Among the lines listed below, count those that include the string "toward", and state only the count.

* [Entries supplied]
=== Section Start ===
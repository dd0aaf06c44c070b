//! Stray missiles: homing projectiles launched in volleys of three
//!
//! Guidance is a simple lead pursuit rather than true proportional
//! navigation: the target is extrapolated along its own velocity for a
//! fraction of the time-to-impact and the missile turns toward that point at
//! a rate that grows as it closes in. Missiles ignore obstacles entirely.

use std::collections::VecDeque;

use glam::Vec2;

use super::rect::Rect;
use super::state::{EntityId, Owner, Target};
use crate::config::MissileConfig;
use crate::consts::MISSILE_TRAIL_LENGTH;
use crate::error::{Error, Result};
use crate::{angle_delta, angle_of, heading};

/// Muzzle offsets of the three launch tubes, relative to the tank centre
pub const LAUNCH_OFFSETS: [Vec2; 3] = [
    Vec2::new(-15.0, -10.0),
    Vec2::new(0.0, -15.0),
    Vec2::new(15.0, -10.0),
];

/// Initial heading: straight up the screen
const LAUNCH_ANGLE: f32 = -std::f32::consts::FRAC_PI_2;

/// Whether a missile is steering toward something
#[derive(Debug, Clone, Copy, PartialEq, Eq)]
pub enum LockState {
    /// No target
    Searching,
    /// Target chosen, lock not yet confirmed
    Acquired,
    /// Target inside the lock radius, guidance active
    Locked,
}

#[derive(Debug, Clone)]
pub struct StrayMissile {
    pub pos: Vec2,
    pub vel: Vec2,
    pub angle: f32,
    pub speed: f32,
    pub turn_rate: f32,
    pub damage: i32,
    pub radius: f32,
    /// Seconds left before the missile burns out
    pub life: f32,
    pub owner: Owner,
    /// Weak reference, looked up among living enemies every update
    pub target: Option<EntityId>,
    pub locked: bool,
    /// Recent positions, newest first
    pub trail: VecDeque<Vec2>,
    /// Set once the missile has struck a tank
    pub consumed: bool,
}

impl StrayMissile {
    /// Build a missile heading straight up from `pos`
    pub fn launch(pos: Vec2, owner: Owner, config: &MissileConfig) -> Result<Self> {
        if !pos.is_finite() {
            return Err(Error::NonFinite { what: "stray missile", x: pos.x, y: pos.y });
        }
        Ok(Self {
            pos,
            vel: heading(LAUNCH_ANGLE) * config.speed,
            angle: LAUNCH_ANGLE,
            speed: config.speed,
            turn_rate: config.turn_rate,
            damage: config.damage,
            radius: config.radius,
            life: config.life,
            owner,
            target: None,
            locked: false,
            trail: VecDeque::with_capacity(MISSILE_TRAIL_LENGTH + 1),
            consumed: false,
        })
    }

    pub fn lock_state(&self) -> LockState {
        match (self.target, self.locked) {
            (None, _) => LockState::Searching,
            (Some(_), false) => LockState::Acquired,
            (Some(_), true) => LockState::Locked,
        }
    }

    pub fn bounds(&self) -> Rect {
        Rect::around(self.pos, self.radius)
    }

    /// Pick the nearest enemy inside `lock_radius`, or nothing
    pub fn acquire_target(&mut self, enemies: &[Target], lock_radius: f32) {
        self.target = enemies
            .iter()
            .map(|e| (e.id, e.pos.distance(self.pos)))
            .filter(|(_, d)| *d <= lock_radius)
            .min_by(|a, b| a.1.total_cmp(&b.1))
            .map(|(id, _)| id);
        self.locked = false;
    }

    /// Advance one frame. Returns false once the missile should be removed.
    pub fn update(&mut self, dt: f32, enemies: &[Target], config: &MissileConfig, arena: &Rect) -> bool {
        if self.consumed {
            return false;
        }
        self.life -= dt;
        if self.life <= 0.0 {
            return false;
        }

        let target = self.maintain_target(enemies, config.lock_radius);
        if let Some(target) = target.filter(|_| self.locked) {
            self.steer(dt, &target, config);
        }

        self.pos += self.vel * dt;
        self.record_trail();

        arena.inflate(config.bounds_margin).contains(self.pos)
    }

    /// Keep the current target while it lives inside the lock radius,
    /// otherwise look for a new one. Confirms the lock when in range.
    fn maintain_target(&mut self, enemies: &[Target], lock_radius: f32) -> Option<Target> {
        let current = self
            .target
            .and_then(|id| enemies.iter().find(|e| e.id == id))
            .filter(|e| e.pos.distance(self.pos) <= lock_radius)
            .copied();
        let current = match current {
            Some(target) => Some(target),
            None => {
                self.acquire_target(enemies, lock_radius);
                self.target.and_then(|id| enemies.iter().find(|e| e.id == id).copied())
            }
        };
        self.locked = current.is_some();
        current
    }

    fn steer(&mut self, dt: f32, target: &Target, config: &MissileConfig) {
        let distance = target.pos.distance(self.pos);
        let time_to_target = distance / self.speed.max(f32::EPSILON);
        let predicted = target.pos + target.velocity * time_to_target * config.lead_factor;
        let desired = angle_of(predicted - self.pos);
        let diff = angle_delta(self.angle, desired);

        let close_in = ((config.close_range - distance) / config.close_range.max(f32::EPSILON)).max(0.0);
        let max_turn = self.turn_rate * (1.0 + close_in) * dt;

        if diff.abs() <= max_turn {
            self.angle = desired;
        } else {
            self.angle += max_turn * diff.signum();
        }
        self.vel = heading(self.angle) * self.speed;
    }

    fn record_trail(&mut self) {
        self.trail.push_front(self.pos);
        self.trail.truncate(MISSILE_TRAIL_LENGTH);
    }
}
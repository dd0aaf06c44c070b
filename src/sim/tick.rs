//! Main simulation tick
//!
//! One call advances the whole battle by `dt`. The order is fixed:
//! sweep, timers, players, AI, firing, projectile flight, collisions,
//! bookkeeping. Nothing here knows about audio, rendering or devices;
//! side effects leave through `state.events`.

use std::sync::Arc;

use glam::Vec2;

use super::ai::AiContext;
use super::level;
use super::powerup;
use super::state::{GamePhase, GameState, PlayerSlot};
use super::tank::{Control, Footprint, Tank, World};
use super::weapons;
use crate::audio::SoundEffect;

/// Where a player wants the turret to point
#[derive(Debug, Clone, Copy, PartialEq)]
pub enum Aim {
    /// Relative direction, e.g. a gamepad stick
    Direction(Vec2),
    /// Absolute arena point, e.g. a mouse cursor
    Point(Vec2),
}

/// One player's controls for a single frame.
///
/// `shoot` is a held signal; every other flag is an edge and should be true
/// for exactly one frame per press.
#[derive(Debug, Clone, Copy, Default, PartialEq)]
pub struct PlayerInput {
    /// Movement intent, clamped to unit length by the tank
    pub movement: Vec2,
    /// `None` leaves the turret where it is
    pub aim: Option<Aim>,
    pub shoot: bool,
    pub launch_missiles: bool,
    pub transfer_life: bool,
    pub pause: bool,
    pub confirm: bool,
}

/// Input for a single simulation tick. A missing player is treated as idle.
#[derive(Debug, Clone, Default, PartialEq)]
pub struct TickInput {
    pub players: [Option<PlayerInput>; 2],
}

impl TickInput {
    pub fn from_players(one: Option<PlayerInput>, two: Option<PlayerInput>) -> Self {
        Self { players: [one, two] }
    }

    pub fn player(&self, slot: PlayerSlot) -> Option<&PlayerInput> {
        self.players[slot.index()].as_ref()
    }

    /// Either player pressed pause
    pub fn pause(&self) -> bool {
        self.players.iter().flatten().any(|p| p.pause)
    }

    /// Either player pressed confirm
    pub fn confirm(&self) -> bool {
        self.players.iter().flatten().any(|p| p.confirm)
    }
}

/// Advance the game by one frame
pub fn tick(state: &mut GameState, input: &TickInput, dt: f32) {
    match state.phase {
        GamePhase::Menu => {
            if input.confirm() {
                state.start();
            }
            return;
        }
        GamePhase::LevelComplete => {
            if input.confirm() {
                level::next_level(state);
            }
            return;
        }
        GamePhase::Paused => {
            if input.pause() {
                state.phase = GamePhase::Playing;
                log::debug!("Resumed");
            }
            return;
        }
        GamePhase::GameOver(_) | GamePhase::Victory => return,
        GamePhase::Playing => {
            if input.pause() {
                state.phase = GamePhase::Paused;
                log::debug!("Paused");
                return;
            }
        }
    }

    state.time += dt;

    // Bullets that hit something last frame
    state.bullets.retain(|b| !b.marked_for_deletion);

    update_timers(state, dt);

    let mut footprints: Vec<Footprint> = state.living_tanks().map(Tank::footprint).collect();
    update_players(state, input, dt, &mut footprints);
    update_enemies(state, dt, &mut footprints);

    fire_weapons(state, input);

    weapons::advance_projectiles(state, dt);
    weapons::resolve_bullets(state);
    weapons::resolve_missiles(state);

    powerup::update_and_collect(state, dt);
    level::check_life_rewards(state);
    // Losing the eagle outranks a kill target reached on the same frame
    if !level::check_game_over(state) {
        level::check_level_complete(state);
    }
    level::keep_tanks_in_bounds(state);

    state.normalize_order();
}

fn update_timers(state: &mut GameState, dt: f32) {
    let spawn_interval = state.progress.current.enemy_spawn_interval;
    let power_up_interval = state.progress.current.power_up_frequency;

    state.enemy_spawn_timer += dt;
    if state.enemy_spawn_timer >= spawn_interval {
        state.enemy_spawn_timer = 0.0;
        level::spawn_enemy(state);
    }

    state.power_up_timer += dt;
    if state.power_up_timer >= power_up_interval {
        state.power_up_timer = 0.0;
        powerup::spawn(state);
    }

    if let Some(remaining) = state.eagle_shield {
        let remaining = remaining - dt;
        state.eagle_shield = (remaining > 0.0).then_some(remaining);
        if state.eagle_shield.is_none() {
            log::info!("Eagle shield expired");
        }
    }

    level::tick_respawns(state, dt);
    state.progress.level_elapsed += dt;
}

fn update_footprint(footprints: &mut [Footprint], tank: &Tank) {
    if let Some(footprint) = footprints.iter_mut().find(|f| f.id == tank.id) {
        footprint.rect = tank.bounds();
    }
}

fn update_players(state: &mut GameState, input: &TickInput, dt: f32, footprints: &mut [Footprint]) {
    for slot in PlayerSlot::ALL {
        if input.player(slot).is_some_and(|p| p.transfer_life) {
            level::transfer_life(state, slot);
        }
    }

    let idle = PlayerInput::default();
    for slot in PlayerSlot::ALL {
        let i = slot.index();
        let Some(tank) = state.players[i].as_mut() else {
            continue;
        };
        if !tank.alive {
            state.players[i] = None;
            continue;
        }
        let control = input.player(slot).unwrap_or(&idle);
        let world = World { obstacles: &state.obstacles, tanks: &*footprints };
        tank.update(dt, Control::Player(control), &world, &mut state.rng);
        update_footprint(footprints, tank);
    }
}

fn update_enemies(state: &mut GameState, dt: f32, footprints: &mut [Footprint]) {
    let players = state.living_players();
    let config = Arc::clone(&state.config);
    let context = AiContext {
        players: &players,
        detection_range: config.enemy.detection_range,
        direction_change_interval: config.enemy.direction_change_interval,
    };

    for tank in state.enemies.iter_mut().filter(|t| t.alive) {
        let world = World { obstacles: &state.obstacles, tanks: &*footprints };
        tank.update(dt, Control::Ai(&context), &world, &mut state.rng);
        update_footprint(footprints, tank);
    }
    state.enemies.retain(|t| t.alive);
}

fn fire_weapons(state: &mut GameState, input: &TickInput) {
    let config = Arc::clone(&state.config);

    let mut enemy_shots = Vec::new();
    for tank in state.enemies.iter_mut().filter(|t| t.alive && t.ready_to_fire()) {
        enemy_shots.extend(tank.shoot(&config));
    }
    if !enemy_shots.is_empty() {
        state.bullets.append(&mut enemy_shots);
        state.sound(SoundEffect::EnemyShoot);
    }

    let enemies = state.living_enemies();
    for slot in PlayerSlot::ALL {
        if !input.player(slot).is_some_and(|p| p.launch_missiles) {
            continue;
        }
        let Some(tank) = state.players[slot.index()].as_mut() else {
            continue;
        };
        let volley = tank.launch_stray_missiles(&enemies, &config.missile);
        if !volley.is_empty() {
            state.missiles.extend(volley);
            state.sound(SoundEffect::MissileLaunch);
        }
    }

    for slot in PlayerSlot::ALL {
        if !input.player(slot).is_some_and(|p| p.shoot) {
            continue;
        }
        let Some(tank) = state.players[slot.index()].as_mut() else {
            continue;
        };
        let mut shots = tank.shoot(&config);
        if !shots.is_empty() {
            state.bullets.append(&mut shots);
            state.sound(SoundEffect::PlayerShoot);
        }
    }
}

#[cfg(test)]
mod tests {
    use super::*;
    use crate::config::GameConfig;
    use crate::sim::bullet::{Bullet, Payload};
    use crate::sim::state::{GameEvent, GameOverReason};

    const DT: f32 = 1.0 / 60.0;

    fn playing_state() -> GameState {
        let mut state = GameState::new(42, Arc::new(GameConfig::default()));
        tick(&mut state, &confirm(), DT);
        state.drain_events();
        state
    }

    fn confirm() -> TickInput {
        TickInput::from_players(Some(PlayerInput { confirm: true, ..Default::default() }), None)
    }

    fn pause() -> TickInput {
        TickInput::from_players(None, Some(PlayerInput { pause: true, ..Default::default() }))
    }

    fn p1(input: PlayerInput) -> TickInput {
        TickInput::from_players(Some(input), None)
    }

    #[test]
    fn test_confirm_starts_from_menu() {
        let mut state = GameState::new(42, Arc::new(GameConfig::default()));
        tick(&mut state, &TickInput::default(), DT);
        assert_eq!(state.phase, GamePhase::Menu);
        assert!(state.players.iter().all(Option::is_none));

        tick(&mut state, &confirm(), DT);
        assert_eq!(state.phase, GamePhase::Playing);
        assert!(state.players.iter().all(Option::is_some));
        assert_eq!(state.enemies.len(), 1);
    }

    #[test]
    fn test_pause_freezes_simulation() {
        let mut state = playing_state();
        tick(&mut state, &pause(), DT);
        assert_eq!(state.phase, GamePhase::Paused);

        let time = state.time;
        let pos = state.enemies[0].pos;
        for _ in 0..30 {
            tick(&mut state, &TickInput::default(), DT);
        }
        assert_eq!(state.time, time);
        assert_eq!(state.enemies[0].pos, pos);

        tick(&mut state, &pause(), DT);
        assert_eq!(state.phase, GamePhase::Playing);
        tick(&mut state, &TickInput::default(), DT);
        assert!(state.time > time);
    }

    #[test]
    fn test_player_moves_and_aims() {
        let mut state = playing_state();
        let start = state.player(PlayerSlot::One).unwrap().pos;
        let input = PlayerInput {
            movement: Vec2::new(0.0, -1.0),
            aim: Some(Aim::Direction(Vec2::new(1.0, 0.0))),
            ..Default::default()
        };
        tick(&mut state, &p1(input), 0.1);

        let tank = state.player(PlayerSlot::One).unwrap();
        assert!((tank.pos.y - (start.y - 10.0)).abs() < 1e-3);
        assert_eq!(tank.turret_angle, 0.0);
    }

    #[test]
    fn test_held_shoot_respects_cooldown() {
        let mut state = playing_state();
        state.enemies.clear();
        let input = PlayerInput { shoot: true, ..Default::default() };

        tick(&mut state, &p1(input), DT);
        assert_eq!(state.bullets.iter().filter(|b| b.owner.is_player()).count(), 1);
        assert!(state.drain_events().contains(&GameEvent::Sound(SoundEffect::PlayerShoot)));

        tick(&mut state, &p1(input), DT);
        assert!(!state.drain_events().contains(&GameEvent::Sound(SoundEffect::PlayerShoot)));
    }

    #[test]
    fn test_missile_launch_is_an_edge() {
        let mut state = playing_state();
        let input = PlayerInput { launch_missiles: true, ..Default::default() };
        tick(&mut state, &p1(input), DT);
        assert_eq!(state.missiles.len(), 3);
        assert_eq!(state.player(PlayerSlot::One).unwrap().missiles.unwrap().count, 9);

        tick(&mut state, &TickInput::default(), DT);
        assert_eq!(state.player(PlayerSlot::One).unwrap().missiles.unwrap().count, 9);
    }

    #[test]
    fn test_enemy_fires_when_ready() {
        let mut state = playing_state();
        let enemy = &mut state.enemies[0];
        enemy.last_shot = enemy.shoot_cooldown;
        tick(&mut state, &TickInput::default(), DT);

        assert!(state.bullets.iter().any(|b| !b.owner.is_player()));
        assert!(state.drain_events().contains(&GameEvent::Sound(SoundEffect::EnemyShoot)));
        assert_eq!(state.enemies[0].ammo, Some(49));
    }

    #[test]
    fn test_marked_bullets_swept_next_frame() {
        let mut state = playing_state();
        state.enemies.clear();
        let owner = state.player(PlayerSlot::One).unwrap().owner();
        let mut bullet = Bullet::new(
            Vec2::new(400.0, 300.0),
            Vec2::new(0.0, -300.0),
            owner,
            Payload::default(),
            &state.config.bullet,
        );
        bullet.marked_for_deletion = true;
        state.bullets.push(bullet);

        tick(&mut state, &TickInput::default(), DT);
        assert!(state.bullets.is_empty());
    }

    #[test]
    fn test_killed_enemy_compacted_next_frame() {
        let mut state = playing_state();
        state.enemies[0].take_damage(1000);
        assert!(!state.enemies[0].alive);
        tick(&mut state, &TickInput::default(), DT);
        assert!(state.enemies.iter().all(|t| t.alive));
    }

    #[test]
    fn test_dead_player_respawns_after_delay() {
        let mut state = playing_state();
        state.enemies.clear();
        if let Some(tank) = state.player_mut(PlayerSlot::One) {
            tank.invulnerable = 0.0;
            tank.take_damage(1000);
        }

        tick(&mut state, &TickInput::default(), DT);
        assert!(state.player(PlayerSlot::One).is_none());

        for _ in 0..130 {
            tick(&mut state, &TickInput::default(), DT);
        }
        let tank = state.player(PlayerSlot::One).unwrap();
        assert!(tank.alive);
        assert_eq!(state.records[0].lives, 2);
    }

    #[test]
    fn test_transfer_life_edge() {
        let mut state = playing_state();
        tick(&mut state, &p1(PlayerInput { transfer_life: true, ..Default::default() }), DT);
        assert_eq!(state.records[0].lives, 2);
        assert_eq!(state.records[1].lives, 4);
    }

    #[test]
    fn test_eagle_destroyed_ends_game() {
        let mut state = playing_state();
        state.eagle.health = 0;
        state.eagle.destroyed = true;
        tick(&mut state, &TickInput::default(), DT);
        assert_eq!(state.phase, GamePhase::GameOver(GameOverReason::EagleDestroyed));

        let time = state.time;
        tick(&mut state, &confirm(), DT);
        assert_eq!(state.time, time);
    }

    #[test]
    fn test_eagle_shield_counts_down() {
        let mut state = playing_state();
        state.eagle_shield = Some(0.01);
        tick(&mut state, &TickInput::default(), DT);
        assert_eq!(state.eagle_shield, None);
    }

    #[test]
    fn test_level_complete_then_confirm() {
        let mut state = playing_state();
        state.progress.level_kills = state.progress.kill_target();
        tick(&mut state, &TickInput::default(), DT);
        assert_eq!(state.phase, GamePhase::LevelComplete);
        assert!(state.events.iter().any(|e| matches!(e, GameEvent::LevelComplete(_))));

        tick(&mut state, &confirm(), DT);
        assert_eq!(state.phase, GamePhase::Playing);
        assert_eq!(state.progress.level, 2);
    }

    #[test]
    fn test_same_seed_same_battle() {
        let run = || {
            let mut state = GameState::new(1234, Arc::new(GameConfig::default()));
            tick(&mut state, &confirm(), DT);
            let input = PlayerInput { movement: Vec2::new(1.0, -1.0), shoot: true, ..Default::default() };
            for _ in 0..600 {
                tick(&mut state, &p1(input), DT);
            }
            let enemies: Vec<Vec2> = state.enemies.iter().map(|t| t.pos).collect();
            (enemies, state.bullets.len(), state.records[0].score)
        };
        assert_eq!(run(), run());
    }
}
=== Section End ===
* [Reply] 2